AIM OF THE TASK
Using "PageQuery" as the search string, find the matching lines below and copy them.

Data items
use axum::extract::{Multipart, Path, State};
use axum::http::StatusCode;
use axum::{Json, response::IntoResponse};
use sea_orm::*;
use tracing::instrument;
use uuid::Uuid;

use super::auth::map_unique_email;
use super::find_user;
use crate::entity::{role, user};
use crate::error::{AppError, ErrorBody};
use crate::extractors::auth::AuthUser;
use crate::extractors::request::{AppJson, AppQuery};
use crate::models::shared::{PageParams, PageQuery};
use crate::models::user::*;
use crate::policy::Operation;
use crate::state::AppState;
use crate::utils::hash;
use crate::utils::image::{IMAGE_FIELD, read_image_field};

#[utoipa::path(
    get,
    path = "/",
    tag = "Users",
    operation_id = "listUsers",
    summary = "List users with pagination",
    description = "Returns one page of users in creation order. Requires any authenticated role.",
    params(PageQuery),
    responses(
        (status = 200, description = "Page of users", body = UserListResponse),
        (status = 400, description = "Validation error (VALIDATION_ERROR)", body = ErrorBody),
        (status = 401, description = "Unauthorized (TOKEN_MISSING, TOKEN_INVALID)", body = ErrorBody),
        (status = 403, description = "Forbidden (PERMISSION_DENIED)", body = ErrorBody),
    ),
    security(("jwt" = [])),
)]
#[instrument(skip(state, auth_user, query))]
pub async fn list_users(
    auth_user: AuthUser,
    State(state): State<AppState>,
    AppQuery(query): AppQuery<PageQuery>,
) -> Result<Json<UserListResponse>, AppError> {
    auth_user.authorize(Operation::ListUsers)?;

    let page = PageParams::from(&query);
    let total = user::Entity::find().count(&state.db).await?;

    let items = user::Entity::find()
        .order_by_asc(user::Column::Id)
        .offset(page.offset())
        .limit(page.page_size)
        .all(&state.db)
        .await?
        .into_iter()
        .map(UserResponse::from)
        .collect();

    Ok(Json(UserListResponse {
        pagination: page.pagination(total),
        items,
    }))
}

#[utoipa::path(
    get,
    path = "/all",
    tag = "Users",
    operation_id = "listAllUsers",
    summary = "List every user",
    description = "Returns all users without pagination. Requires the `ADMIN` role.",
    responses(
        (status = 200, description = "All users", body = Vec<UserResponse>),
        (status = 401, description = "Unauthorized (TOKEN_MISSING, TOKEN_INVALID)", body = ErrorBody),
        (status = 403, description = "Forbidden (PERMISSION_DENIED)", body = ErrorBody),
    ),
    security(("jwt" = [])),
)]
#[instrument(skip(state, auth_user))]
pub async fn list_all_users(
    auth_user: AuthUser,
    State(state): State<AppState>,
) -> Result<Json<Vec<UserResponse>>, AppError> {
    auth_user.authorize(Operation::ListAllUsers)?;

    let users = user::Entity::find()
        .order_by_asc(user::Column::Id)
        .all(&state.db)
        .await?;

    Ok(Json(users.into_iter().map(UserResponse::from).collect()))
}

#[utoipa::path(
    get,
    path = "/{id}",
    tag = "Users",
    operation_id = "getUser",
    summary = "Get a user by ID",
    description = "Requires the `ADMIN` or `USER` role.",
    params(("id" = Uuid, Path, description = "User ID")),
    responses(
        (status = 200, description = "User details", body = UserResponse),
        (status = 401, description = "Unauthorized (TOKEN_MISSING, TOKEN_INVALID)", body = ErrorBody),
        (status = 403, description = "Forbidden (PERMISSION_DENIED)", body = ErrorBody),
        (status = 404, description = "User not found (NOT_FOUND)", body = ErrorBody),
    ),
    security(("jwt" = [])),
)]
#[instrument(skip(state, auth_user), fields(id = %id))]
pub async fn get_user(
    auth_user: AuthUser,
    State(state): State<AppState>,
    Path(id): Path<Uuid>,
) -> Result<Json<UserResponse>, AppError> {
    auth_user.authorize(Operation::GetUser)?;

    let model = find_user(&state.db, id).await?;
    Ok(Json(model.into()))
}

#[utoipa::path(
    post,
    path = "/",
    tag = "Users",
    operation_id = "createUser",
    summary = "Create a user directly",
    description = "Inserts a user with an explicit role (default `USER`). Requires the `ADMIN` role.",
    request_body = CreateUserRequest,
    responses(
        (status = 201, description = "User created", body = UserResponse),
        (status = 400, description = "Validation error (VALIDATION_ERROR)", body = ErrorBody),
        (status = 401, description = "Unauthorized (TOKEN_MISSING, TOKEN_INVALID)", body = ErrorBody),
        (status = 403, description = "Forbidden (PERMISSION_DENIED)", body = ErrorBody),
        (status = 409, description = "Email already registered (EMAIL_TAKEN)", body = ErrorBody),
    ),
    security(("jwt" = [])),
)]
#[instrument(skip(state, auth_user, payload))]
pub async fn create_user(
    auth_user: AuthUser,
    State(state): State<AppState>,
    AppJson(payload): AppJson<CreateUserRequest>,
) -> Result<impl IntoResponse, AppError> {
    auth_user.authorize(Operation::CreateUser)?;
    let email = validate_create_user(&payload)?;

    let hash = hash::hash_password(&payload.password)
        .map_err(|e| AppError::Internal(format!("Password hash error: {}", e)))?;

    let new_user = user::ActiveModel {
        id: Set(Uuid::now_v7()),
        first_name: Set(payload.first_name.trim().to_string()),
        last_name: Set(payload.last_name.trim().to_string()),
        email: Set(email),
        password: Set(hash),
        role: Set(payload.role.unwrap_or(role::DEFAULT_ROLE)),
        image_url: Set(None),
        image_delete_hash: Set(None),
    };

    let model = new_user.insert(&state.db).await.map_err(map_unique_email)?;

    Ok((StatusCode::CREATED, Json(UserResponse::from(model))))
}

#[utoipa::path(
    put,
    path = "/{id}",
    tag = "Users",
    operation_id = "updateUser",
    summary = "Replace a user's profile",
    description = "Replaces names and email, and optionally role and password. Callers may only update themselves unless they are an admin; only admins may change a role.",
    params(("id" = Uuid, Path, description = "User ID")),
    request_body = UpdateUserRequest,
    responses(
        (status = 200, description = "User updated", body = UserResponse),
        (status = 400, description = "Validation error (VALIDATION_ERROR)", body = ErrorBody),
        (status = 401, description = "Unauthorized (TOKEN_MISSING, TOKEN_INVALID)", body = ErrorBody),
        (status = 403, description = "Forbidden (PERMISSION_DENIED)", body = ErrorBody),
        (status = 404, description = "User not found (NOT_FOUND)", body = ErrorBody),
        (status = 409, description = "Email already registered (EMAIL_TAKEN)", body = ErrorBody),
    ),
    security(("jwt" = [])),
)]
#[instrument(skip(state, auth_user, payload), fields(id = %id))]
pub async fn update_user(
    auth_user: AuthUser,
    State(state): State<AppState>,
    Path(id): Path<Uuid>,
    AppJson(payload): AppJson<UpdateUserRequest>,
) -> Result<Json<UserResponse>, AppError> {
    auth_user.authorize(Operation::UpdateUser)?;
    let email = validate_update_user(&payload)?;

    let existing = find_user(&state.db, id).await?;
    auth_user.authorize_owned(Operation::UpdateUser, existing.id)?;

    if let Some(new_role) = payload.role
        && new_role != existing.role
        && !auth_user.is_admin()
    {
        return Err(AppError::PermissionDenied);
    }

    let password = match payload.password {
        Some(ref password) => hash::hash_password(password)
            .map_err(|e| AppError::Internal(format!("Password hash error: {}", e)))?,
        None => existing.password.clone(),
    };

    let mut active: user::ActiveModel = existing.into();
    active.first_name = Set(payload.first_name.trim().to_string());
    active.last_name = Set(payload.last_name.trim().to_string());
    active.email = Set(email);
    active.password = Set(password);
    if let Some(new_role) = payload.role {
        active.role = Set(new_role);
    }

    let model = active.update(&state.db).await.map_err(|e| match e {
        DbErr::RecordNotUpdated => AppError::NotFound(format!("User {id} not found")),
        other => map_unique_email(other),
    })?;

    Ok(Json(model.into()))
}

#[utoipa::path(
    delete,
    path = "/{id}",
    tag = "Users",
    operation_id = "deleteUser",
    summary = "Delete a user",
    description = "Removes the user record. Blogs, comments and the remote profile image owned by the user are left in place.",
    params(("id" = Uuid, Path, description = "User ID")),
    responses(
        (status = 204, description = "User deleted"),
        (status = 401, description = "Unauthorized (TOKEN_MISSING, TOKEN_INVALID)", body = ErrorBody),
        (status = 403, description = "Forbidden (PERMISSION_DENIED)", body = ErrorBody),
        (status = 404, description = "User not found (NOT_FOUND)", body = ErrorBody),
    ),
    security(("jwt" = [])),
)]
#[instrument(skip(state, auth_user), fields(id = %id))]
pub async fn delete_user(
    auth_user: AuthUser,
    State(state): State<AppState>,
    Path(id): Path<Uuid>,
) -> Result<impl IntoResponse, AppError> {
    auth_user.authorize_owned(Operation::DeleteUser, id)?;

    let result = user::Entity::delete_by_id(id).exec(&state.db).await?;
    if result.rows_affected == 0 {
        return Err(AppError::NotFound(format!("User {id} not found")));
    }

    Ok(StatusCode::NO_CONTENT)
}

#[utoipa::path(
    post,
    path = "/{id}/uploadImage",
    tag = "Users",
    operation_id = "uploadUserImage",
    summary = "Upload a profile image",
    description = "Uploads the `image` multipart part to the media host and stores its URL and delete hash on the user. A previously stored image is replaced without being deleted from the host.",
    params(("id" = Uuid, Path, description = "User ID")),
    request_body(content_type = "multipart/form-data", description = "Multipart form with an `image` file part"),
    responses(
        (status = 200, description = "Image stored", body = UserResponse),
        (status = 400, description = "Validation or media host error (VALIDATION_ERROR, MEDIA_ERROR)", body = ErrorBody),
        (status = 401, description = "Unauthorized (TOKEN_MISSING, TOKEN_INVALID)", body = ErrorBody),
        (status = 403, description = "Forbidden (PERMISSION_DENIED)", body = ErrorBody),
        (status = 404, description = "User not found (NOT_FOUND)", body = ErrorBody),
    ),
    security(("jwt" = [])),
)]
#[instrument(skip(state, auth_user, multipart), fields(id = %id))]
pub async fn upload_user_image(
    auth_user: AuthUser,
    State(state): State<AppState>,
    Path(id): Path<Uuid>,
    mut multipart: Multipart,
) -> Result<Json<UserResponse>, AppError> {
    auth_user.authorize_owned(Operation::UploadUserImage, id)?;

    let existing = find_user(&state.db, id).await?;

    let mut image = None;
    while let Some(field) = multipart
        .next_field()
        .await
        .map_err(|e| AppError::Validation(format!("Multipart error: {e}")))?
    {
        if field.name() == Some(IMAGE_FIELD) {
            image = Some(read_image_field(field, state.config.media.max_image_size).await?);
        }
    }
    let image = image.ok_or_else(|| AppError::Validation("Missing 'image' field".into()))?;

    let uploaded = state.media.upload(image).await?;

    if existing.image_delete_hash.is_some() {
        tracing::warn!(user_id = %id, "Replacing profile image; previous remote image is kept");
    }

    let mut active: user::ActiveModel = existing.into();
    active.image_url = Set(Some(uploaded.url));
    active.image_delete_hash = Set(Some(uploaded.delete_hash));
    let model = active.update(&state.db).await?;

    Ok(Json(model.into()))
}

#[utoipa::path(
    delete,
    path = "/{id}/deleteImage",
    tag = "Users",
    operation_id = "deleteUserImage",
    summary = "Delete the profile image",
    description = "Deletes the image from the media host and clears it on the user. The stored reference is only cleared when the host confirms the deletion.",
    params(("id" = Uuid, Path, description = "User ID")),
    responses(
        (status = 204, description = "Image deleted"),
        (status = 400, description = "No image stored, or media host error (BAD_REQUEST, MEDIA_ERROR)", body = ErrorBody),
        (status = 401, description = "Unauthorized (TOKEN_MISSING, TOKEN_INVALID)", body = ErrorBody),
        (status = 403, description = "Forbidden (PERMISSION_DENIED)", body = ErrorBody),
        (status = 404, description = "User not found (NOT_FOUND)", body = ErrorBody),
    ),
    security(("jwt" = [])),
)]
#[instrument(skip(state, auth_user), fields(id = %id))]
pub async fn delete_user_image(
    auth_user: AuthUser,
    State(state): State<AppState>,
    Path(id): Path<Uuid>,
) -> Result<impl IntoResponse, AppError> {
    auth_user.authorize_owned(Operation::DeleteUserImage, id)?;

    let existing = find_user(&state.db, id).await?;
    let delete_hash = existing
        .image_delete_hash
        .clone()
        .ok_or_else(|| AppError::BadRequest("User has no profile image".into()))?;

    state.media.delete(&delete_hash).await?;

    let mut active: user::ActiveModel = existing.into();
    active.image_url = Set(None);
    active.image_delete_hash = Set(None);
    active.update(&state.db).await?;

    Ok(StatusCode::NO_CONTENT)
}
* * *
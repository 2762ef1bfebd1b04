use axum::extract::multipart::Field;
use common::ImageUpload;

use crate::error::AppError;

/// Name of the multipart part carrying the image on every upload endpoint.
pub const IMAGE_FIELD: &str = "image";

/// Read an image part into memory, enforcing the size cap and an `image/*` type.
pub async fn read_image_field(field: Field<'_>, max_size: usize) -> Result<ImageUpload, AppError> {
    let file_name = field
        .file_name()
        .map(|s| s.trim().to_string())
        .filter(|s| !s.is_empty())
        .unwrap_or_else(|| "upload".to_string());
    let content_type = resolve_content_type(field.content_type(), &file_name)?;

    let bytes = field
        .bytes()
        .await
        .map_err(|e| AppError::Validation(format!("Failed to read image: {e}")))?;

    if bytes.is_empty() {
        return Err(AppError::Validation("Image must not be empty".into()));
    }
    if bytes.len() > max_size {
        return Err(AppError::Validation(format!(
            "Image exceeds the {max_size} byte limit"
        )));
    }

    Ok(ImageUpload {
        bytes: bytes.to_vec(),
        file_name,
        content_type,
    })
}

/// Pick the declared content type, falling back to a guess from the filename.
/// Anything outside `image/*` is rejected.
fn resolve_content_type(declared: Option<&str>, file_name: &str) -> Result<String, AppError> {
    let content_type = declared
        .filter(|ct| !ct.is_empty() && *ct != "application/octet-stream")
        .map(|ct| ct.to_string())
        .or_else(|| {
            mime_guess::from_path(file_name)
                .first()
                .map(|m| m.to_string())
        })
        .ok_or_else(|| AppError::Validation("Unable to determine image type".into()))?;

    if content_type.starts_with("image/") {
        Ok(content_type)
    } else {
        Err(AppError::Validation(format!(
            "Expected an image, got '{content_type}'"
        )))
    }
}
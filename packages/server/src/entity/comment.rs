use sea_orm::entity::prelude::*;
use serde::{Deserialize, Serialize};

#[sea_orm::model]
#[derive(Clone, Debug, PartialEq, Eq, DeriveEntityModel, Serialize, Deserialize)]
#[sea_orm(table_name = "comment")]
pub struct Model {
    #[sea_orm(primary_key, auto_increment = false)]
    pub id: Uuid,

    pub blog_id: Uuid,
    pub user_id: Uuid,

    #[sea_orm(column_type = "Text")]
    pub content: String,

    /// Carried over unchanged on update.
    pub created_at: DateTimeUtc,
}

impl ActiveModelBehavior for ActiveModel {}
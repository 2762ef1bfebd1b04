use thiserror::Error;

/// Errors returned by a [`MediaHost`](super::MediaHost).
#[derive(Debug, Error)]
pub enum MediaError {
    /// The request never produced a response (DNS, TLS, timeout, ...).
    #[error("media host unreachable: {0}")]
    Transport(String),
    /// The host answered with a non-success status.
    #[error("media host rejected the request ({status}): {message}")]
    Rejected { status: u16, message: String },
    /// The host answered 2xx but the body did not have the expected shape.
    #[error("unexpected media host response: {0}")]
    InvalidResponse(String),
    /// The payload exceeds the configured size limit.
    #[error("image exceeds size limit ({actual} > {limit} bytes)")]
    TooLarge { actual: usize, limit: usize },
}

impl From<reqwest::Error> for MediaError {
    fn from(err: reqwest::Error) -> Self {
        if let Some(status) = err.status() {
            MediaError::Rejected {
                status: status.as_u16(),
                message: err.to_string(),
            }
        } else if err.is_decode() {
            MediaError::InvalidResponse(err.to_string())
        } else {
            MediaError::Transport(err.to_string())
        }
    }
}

WRITTEN SOLUTION
use crate::models::shared::{PageParams, PageQuery};
    params(PageQuery),
    AppQuery(query): AppQuery<PageQuery>,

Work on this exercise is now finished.